The following paragraphs are disclosure received from Computershare Trust Company, N.A. (“CTC”), as agent for Wells Fargo Bank, N.A. (“Wells Fargo Bank”) concerning Wells Fargo Bank’s role as trustee of certain residential mortgage backed securities (“RMBS”) trusts.
 
In December 2014, Phoenix Light SF Limited (Phoenix Light) and certain related entities filed a complaint in the United States District Court for the Southern District of New York alleging claims against Wells Fargo Bank, N.A., in its capacity as trustee for a number of residential mortgage-backed securities (RMBS) trusts. Complaints raising similar allegations have been filed by Commerzbank AG in the Southern District of New York, IKB International and IKB Deutsche Industriebank (together, IKB) in New York state court, and Park Royal I LLC and Park Royal II LLC in New York state court.
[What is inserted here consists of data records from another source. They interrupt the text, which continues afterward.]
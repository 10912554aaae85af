use sqlx::postgres::PgPoolOptions;
use std::sync::Arc;
use tracing_subscriber::{fmt, prelude::*, EnvFilter};

use orderflow::clients::{HttpCatalogClient, ResilientCatalogClient};
use orderflow::config::AppConfig;
use orderflow::domain::order::{OrderService, OrderValidator};
use orderflow::jobs::{self, JobConfig, PROCESS_NEW_ORDERS_LOCK, PUBLISH_ORDER_EVENTS_LOCK};
use orderflow::lock::PostgresLockProvider;
use orderflow::messaging::KafkaEventPublisher;
use orderflow::metrics::{self, Metrics};
use orderflow::outbox::Dispatcher;
use orderflow::store::{OrderStore, PostgresOrderStore};

#[tokio::main]
async fn main() -> anyhow::Result<()> {
    // Structured logging with environment-based filtering; override the
    // default with RUST_LOG, e.g. RUST_LOG=debug
    tracing_subscriber::registry()
        .with(fmt::layer().with_target(true).with_thread_ids(true))
        .with(
            EnvFilter::try_from_default_env()
                .unwrap_or_else(|_| EnvFilter::new("info,orderflow=debug")),
        )
        .init();

    let config = AppConfig::from_env();
    tracing::info!("Starting orderflow order orchestration service");

    // === 1. Database ===
    tracing::info!("Connecting to Postgres");
    let pool = PgPoolOptions::new()
        .max_connections(10)
        .connect(&config.database_url)
        .await?;

    let store = Arc::new(PostgresOrderStore::new(pool.clone()));
    store.ensure_schema().await?;
    let store: Arc<dyn OrderStore> = store;

    // === 2. Metrics registry + scrape server on its own runtime ===
    let metrics = Arc::new(Metrics::new()?);
    let registry = Arc::new(metrics.registry().clone());
    let metrics_port = config.metrics_port;
    std::thread::spawn(move || {
        let rt = tokio::runtime::Runtime::new().expect("metrics runtime");
        rt.block_on(async {
            if let Err(e) = metrics::start_metrics_server(registry, metrics_port).await {
                tracing::error!("Metrics server error: {}", e);
            }
        });
    });

    // === 3. Resilient catalog client + validator + lifecycle engine ===
    let http_catalog = Arc::new(HttpCatalogClient::new(&config.catalog_base_url)?);
    let catalog = Arc::new(ResilientCatalogClient::new(
        http_catalog,
        config.breaker.clone(),
        config.retry.clone(),
        metrics.clone(),
    ));
    let validator = OrderValidator::new(catalog);
    let service = Arc::new(OrderService::new(store.clone(), validator, metrics.clone()));

    // === 4. Outbox dispatcher over Kafka ===
    let publisher = Arc::new(KafkaEventPublisher::new(
        &config.kafka_brokers,
        config.topics.clone(),
    )?);
    let dispatcher = Arc::new(Dispatcher::new(store.clone(), publisher, metrics.clone()));

    // === 5. Scheduled jobs behind the distributed lock ===
    let lock = Arc::new(PostgresLockProvider::new(pool.clone()));

    let advancement = jobs::spawn_periodic(
        JobConfig {
            name: PROCESS_NEW_ORDERS_LOCK,
            period: config.new_orders_job_period,
            max_hold: config.job_max_hold,
        },
        lock.clone(),
        metrics.clone(),
        {
            let service = service.clone();
            move || {
                let service = service.clone();
                async move {
                    service.process_new_orders().await?;
                    Ok(())
                }
            }
        },
    );

    let dispatch = jobs::spawn_periodic(
        JobConfig {
            name: PUBLISH_ORDER_EVENTS_LOCK,
            period: config.publish_events_job_period,
            max_hold: config.job_max_hold,
        },
        lock.clone(),
        metrics.clone(),
        {
            let dispatcher = dispatcher.clone();
            move || {
                let dispatcher = dispatcher.clone();
                async move {
                    dispatcher.publish_pending().await?;
                    Ok(())
                }
            }
        },
    );

    tracing::info!("orderflow running; press Ctrl-C to stop");
    tokio::signal::ctrl_c().await?;

    advancement.abort();
    dispatch.abort();
    tracing::info!("Shutting down");

    Ok(())
}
In each case, the plaintiffs allege that Wells Fargo Bank, N.A., as trustee, caused losses to investors, and plaintiffs assert causes of action based upon, among other things, the trustee’s alleged failure to notify and enforce repurchase obligations of mortgage loan sellers for purported breaches of representations and warranties, notify investors of alleged events of default, and abide by appropriate standards of care following alleged events of default. In July 2022, the district court dismissed Phoenix Light’s claims and certain of the claims asserted by Commerzbank AG, and subsequently entered judgment in each case in favor of Wells Fargo Bank, N.A. In August 2022, Phoenix Light and Commerzbank AG each appealed the district court’s decision to the United States Court of Appeals for the Second Circuit. Phoenix Light dismissed its appeal in May 2023, terminating its case. In October 2024, the Second Circuit denied Commerzbank AG’s appeal. In November 2023, Wells Fargo Bank, N.A. entered into an agreement with IKB to resolve IKB’s claims. Wells Fargo Bank, N.A. previously settled two class actions filed by institutional investors and an action filed by the National Credit Union Administration with similar allegations.
 
With respect to the foregoing litigations, Wells Fargo Bank believes plaintiffs’ claims are without merit and intends to contest the claims vigorously, but there can be no assurances as to the outcome of the litigations or the possible impact of the litigations on Wells Fargo Bank or the related RMBS trusts.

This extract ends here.